╭──

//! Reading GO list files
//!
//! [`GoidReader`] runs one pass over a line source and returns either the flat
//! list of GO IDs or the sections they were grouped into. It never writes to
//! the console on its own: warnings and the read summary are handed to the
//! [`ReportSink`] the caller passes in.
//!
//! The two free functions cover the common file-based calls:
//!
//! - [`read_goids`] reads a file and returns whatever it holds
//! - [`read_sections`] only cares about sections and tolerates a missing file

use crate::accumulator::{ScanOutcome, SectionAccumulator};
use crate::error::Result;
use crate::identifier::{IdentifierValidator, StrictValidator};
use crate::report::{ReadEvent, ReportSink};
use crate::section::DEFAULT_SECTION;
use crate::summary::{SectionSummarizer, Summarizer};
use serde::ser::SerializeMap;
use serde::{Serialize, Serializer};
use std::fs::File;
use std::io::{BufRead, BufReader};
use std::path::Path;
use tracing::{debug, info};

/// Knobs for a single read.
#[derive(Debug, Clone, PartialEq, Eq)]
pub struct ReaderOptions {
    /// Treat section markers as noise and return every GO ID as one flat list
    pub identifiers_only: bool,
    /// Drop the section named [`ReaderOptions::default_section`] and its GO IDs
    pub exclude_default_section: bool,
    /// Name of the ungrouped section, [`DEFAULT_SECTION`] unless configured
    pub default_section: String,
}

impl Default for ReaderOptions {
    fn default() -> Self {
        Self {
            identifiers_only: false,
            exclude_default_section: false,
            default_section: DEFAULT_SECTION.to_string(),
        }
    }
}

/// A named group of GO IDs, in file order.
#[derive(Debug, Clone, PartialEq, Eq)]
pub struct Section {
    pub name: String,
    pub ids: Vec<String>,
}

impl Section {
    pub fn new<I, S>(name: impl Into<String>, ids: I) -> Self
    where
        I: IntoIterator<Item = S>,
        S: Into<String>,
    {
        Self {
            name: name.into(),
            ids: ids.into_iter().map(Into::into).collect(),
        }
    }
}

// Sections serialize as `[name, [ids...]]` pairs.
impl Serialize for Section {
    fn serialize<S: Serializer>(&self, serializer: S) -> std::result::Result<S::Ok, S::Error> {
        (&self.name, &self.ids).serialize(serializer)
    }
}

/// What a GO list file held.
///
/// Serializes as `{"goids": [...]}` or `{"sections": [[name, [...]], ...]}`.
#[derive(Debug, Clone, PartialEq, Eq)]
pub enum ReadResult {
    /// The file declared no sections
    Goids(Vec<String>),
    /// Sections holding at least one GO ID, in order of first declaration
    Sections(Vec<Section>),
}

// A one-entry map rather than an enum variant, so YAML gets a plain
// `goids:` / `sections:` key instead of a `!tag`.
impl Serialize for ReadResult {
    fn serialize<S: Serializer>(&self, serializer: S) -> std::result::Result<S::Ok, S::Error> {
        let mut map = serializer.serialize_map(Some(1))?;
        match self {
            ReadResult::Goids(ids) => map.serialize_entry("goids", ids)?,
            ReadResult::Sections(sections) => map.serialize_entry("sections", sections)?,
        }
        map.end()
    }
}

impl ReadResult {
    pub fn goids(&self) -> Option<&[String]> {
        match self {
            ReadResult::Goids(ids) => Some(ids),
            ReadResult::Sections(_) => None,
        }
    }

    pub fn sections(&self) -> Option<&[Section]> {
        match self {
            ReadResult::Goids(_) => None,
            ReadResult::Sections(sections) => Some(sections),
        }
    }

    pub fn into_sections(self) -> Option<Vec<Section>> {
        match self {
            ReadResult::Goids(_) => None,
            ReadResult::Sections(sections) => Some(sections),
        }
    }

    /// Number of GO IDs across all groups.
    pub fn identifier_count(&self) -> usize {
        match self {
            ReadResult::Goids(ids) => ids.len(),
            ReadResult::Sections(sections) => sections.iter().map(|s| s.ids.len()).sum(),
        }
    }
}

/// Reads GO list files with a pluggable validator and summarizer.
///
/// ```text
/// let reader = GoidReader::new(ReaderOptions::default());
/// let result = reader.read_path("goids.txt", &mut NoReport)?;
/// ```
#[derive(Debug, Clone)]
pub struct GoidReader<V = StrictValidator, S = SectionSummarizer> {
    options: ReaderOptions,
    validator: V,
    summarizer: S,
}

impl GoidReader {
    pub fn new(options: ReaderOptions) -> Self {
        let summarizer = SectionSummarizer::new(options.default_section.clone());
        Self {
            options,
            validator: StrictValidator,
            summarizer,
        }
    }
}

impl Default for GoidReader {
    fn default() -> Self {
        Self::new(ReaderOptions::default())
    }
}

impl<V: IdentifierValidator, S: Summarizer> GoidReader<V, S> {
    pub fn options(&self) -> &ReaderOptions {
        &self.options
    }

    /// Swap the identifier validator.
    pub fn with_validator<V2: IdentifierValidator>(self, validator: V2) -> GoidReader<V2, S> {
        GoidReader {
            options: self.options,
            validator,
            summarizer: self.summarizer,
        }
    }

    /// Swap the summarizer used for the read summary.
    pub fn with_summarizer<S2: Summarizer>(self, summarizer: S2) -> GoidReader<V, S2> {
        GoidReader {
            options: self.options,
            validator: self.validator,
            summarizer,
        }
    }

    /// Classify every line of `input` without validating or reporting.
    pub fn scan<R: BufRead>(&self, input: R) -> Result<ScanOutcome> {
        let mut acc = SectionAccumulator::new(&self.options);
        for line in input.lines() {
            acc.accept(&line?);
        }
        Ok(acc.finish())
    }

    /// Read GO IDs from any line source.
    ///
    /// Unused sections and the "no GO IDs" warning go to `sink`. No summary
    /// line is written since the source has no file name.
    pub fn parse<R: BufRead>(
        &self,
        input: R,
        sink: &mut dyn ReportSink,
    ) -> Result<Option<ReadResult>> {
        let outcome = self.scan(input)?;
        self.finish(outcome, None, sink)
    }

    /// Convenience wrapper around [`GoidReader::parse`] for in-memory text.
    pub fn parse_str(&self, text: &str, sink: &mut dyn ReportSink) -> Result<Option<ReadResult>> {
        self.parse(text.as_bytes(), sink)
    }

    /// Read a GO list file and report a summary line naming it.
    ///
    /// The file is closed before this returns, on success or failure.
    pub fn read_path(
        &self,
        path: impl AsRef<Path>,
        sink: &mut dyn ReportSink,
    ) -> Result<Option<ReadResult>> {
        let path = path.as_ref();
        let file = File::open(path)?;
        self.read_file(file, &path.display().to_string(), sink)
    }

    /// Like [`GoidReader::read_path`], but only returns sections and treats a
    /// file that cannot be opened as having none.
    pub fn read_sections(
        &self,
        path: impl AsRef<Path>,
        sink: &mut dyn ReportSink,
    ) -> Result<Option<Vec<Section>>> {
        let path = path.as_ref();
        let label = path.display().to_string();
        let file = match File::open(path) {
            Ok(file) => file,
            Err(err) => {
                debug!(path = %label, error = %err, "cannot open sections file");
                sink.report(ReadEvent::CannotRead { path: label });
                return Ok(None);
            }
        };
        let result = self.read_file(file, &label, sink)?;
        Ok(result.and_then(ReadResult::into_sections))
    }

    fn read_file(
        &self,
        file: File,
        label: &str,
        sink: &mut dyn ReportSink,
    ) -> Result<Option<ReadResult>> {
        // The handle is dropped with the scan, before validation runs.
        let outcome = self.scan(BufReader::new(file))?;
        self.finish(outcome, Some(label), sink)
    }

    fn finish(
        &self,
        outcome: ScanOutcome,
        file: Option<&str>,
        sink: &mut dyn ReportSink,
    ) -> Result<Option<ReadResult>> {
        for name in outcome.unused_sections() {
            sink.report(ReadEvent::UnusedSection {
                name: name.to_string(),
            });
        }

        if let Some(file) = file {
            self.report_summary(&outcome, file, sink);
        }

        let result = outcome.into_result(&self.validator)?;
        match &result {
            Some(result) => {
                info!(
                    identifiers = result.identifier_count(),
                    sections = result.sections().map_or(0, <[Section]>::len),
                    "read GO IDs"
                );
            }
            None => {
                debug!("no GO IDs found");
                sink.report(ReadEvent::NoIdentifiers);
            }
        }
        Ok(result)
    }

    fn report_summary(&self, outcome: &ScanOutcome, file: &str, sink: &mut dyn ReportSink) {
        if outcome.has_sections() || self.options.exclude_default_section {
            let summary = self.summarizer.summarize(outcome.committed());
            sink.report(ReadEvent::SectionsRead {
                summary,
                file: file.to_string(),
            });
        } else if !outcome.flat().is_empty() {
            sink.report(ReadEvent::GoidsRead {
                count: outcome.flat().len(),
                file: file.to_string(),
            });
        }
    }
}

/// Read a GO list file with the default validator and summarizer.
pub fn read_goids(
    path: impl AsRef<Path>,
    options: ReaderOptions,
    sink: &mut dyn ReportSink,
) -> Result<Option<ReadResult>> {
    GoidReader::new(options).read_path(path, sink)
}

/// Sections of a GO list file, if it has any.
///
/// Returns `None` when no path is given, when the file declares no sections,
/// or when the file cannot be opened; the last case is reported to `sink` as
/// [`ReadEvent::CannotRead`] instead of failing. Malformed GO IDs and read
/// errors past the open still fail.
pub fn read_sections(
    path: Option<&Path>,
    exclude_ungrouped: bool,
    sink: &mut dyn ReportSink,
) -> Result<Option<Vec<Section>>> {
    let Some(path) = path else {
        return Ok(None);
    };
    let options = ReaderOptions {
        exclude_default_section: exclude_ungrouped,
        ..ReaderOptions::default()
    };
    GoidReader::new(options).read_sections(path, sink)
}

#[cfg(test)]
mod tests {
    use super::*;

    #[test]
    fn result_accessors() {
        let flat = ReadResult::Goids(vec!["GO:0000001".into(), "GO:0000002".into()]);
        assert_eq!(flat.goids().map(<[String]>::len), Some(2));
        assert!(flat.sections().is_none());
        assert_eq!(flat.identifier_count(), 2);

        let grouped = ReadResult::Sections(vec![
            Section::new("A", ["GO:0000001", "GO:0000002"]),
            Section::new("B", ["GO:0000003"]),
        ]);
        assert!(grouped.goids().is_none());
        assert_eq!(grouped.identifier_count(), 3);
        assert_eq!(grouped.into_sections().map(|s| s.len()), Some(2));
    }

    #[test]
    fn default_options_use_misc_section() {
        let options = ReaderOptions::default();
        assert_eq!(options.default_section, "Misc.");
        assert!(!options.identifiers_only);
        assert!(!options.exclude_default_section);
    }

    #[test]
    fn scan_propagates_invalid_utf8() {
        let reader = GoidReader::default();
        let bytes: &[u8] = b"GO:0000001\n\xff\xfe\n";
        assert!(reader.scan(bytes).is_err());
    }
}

╰──

**Task objective:** Your answer should hold the line with "assert!(grouped.goids().is_none());" and each line after it to the end of the data, retyped exactly. Include no other lines.

**Written answer:**
        assert!(grouped.goids().is_none());
        assert_eq!(grouped.identifier_count(), 3);
        assert_eq!(grouped.into_sections().map(|s| s.len()), Some(2));
    }

    #[test]
    fn default_options_use_misc_section() {
        let options = ReaderOptions::default();
        assert_eq!(options.default_section, "Misc.");
        assert!(!options.identifiers_only);
        assert!(!options.exclude_default_section);
    }

    #[test]
    fn scan_propagates_invalid_utf8() {
        let reader = GoidReader::default();
        let bytes: &[u8] = b"GO:0000001\n\xff\xfe\n";
        assert!(reader.scan(bytes).is_err());
    }
}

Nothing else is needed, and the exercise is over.